Dataset entries:
#####

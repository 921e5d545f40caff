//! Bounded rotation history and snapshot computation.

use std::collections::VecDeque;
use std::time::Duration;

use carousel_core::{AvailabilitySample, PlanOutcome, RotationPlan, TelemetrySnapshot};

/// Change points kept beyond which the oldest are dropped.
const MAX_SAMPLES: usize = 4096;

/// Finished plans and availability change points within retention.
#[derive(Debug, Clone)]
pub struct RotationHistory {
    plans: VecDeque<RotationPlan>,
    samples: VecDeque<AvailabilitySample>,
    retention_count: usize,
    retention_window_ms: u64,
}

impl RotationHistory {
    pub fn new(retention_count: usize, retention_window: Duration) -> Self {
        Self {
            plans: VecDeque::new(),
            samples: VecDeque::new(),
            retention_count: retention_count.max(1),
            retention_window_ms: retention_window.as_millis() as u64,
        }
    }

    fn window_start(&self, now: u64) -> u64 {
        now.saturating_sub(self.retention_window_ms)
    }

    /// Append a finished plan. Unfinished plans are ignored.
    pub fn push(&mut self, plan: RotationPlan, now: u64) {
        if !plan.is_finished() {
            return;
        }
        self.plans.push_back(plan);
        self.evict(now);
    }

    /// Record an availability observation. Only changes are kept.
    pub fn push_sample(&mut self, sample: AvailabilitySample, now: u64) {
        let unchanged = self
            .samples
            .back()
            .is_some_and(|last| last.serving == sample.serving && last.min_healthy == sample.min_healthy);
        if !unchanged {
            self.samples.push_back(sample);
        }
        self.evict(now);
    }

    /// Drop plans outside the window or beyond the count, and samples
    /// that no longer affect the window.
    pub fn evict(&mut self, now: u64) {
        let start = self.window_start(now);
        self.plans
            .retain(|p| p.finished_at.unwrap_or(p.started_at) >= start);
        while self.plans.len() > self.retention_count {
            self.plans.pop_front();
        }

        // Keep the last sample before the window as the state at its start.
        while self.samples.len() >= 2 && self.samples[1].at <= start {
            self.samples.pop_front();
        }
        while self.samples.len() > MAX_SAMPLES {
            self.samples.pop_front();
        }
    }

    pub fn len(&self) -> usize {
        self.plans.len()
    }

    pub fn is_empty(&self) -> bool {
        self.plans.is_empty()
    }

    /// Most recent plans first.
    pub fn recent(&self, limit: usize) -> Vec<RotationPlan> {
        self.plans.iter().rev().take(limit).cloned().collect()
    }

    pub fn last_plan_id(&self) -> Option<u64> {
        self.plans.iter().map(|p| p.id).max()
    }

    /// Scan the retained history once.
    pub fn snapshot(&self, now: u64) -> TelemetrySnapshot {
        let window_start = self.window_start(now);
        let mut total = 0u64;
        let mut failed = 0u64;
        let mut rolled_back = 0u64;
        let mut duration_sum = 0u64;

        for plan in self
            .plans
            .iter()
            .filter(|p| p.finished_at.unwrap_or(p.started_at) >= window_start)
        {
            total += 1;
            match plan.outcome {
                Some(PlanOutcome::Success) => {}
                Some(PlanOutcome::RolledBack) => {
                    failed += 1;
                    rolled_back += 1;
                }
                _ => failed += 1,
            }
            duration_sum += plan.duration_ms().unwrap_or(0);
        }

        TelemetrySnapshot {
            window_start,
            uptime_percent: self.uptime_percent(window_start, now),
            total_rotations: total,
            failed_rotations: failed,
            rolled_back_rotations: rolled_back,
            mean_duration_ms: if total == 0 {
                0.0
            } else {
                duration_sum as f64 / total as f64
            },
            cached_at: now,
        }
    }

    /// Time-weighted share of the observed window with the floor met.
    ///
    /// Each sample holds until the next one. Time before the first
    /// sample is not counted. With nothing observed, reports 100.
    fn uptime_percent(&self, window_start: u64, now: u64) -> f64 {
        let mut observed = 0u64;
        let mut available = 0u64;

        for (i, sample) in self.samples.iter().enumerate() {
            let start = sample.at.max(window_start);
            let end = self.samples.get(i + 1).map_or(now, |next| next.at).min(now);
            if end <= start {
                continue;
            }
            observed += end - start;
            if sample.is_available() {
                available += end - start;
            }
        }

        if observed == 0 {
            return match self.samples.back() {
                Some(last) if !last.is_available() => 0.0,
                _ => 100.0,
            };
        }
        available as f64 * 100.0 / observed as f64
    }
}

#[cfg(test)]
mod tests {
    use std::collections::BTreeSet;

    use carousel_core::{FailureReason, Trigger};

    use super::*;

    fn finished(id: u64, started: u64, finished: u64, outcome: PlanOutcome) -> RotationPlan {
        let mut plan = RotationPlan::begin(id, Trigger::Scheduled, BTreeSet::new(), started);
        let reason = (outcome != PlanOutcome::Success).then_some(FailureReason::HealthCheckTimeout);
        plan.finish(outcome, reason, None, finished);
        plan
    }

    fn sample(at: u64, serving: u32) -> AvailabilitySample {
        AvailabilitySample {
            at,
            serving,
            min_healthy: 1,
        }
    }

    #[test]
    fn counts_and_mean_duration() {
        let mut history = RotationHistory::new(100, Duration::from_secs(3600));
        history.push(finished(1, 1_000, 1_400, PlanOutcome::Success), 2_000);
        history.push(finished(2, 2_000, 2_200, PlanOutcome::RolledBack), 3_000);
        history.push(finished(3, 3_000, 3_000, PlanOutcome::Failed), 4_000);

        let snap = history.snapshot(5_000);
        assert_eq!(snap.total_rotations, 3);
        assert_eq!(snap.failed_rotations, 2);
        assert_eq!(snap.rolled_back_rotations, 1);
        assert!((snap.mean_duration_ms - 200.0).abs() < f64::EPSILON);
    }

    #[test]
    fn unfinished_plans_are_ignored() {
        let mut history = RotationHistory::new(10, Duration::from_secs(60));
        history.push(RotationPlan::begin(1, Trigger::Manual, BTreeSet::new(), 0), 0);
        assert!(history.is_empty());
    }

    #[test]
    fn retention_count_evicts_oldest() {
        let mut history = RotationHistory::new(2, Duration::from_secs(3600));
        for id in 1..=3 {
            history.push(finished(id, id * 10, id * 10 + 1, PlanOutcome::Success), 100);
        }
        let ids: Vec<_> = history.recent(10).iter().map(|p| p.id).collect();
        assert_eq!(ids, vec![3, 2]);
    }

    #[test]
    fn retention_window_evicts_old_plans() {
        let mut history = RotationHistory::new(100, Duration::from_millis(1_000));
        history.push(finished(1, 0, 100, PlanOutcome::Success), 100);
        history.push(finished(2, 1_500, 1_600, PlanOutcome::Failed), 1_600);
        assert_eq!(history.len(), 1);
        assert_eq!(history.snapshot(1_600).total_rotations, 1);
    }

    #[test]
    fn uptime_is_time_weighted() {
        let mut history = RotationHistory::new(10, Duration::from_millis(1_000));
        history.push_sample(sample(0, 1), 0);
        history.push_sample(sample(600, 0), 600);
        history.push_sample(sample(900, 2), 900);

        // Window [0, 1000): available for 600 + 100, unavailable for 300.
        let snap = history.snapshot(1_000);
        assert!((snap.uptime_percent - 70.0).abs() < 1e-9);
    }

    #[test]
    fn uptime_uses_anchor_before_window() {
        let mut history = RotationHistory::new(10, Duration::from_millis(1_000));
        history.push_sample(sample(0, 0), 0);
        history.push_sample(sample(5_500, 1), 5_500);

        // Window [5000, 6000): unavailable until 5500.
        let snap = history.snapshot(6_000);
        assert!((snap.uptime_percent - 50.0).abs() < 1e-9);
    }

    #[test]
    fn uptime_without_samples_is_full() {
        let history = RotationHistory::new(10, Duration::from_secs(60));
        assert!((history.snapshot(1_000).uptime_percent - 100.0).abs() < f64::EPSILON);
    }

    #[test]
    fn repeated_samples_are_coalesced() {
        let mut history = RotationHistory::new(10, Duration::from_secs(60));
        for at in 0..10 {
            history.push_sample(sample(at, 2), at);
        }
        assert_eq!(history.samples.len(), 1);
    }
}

#####

| Your instructions |
In the data above, each line holding "VecDeque" is to be found and copied.

| Solution to this task |
use std::collections::VecDeque;
    plans: VecDeque<RotationPlan>,
    samples: VecDeque<AvailabilitySample>,
            plans: VecDeque::new(),
            samples: VecDeque::new(),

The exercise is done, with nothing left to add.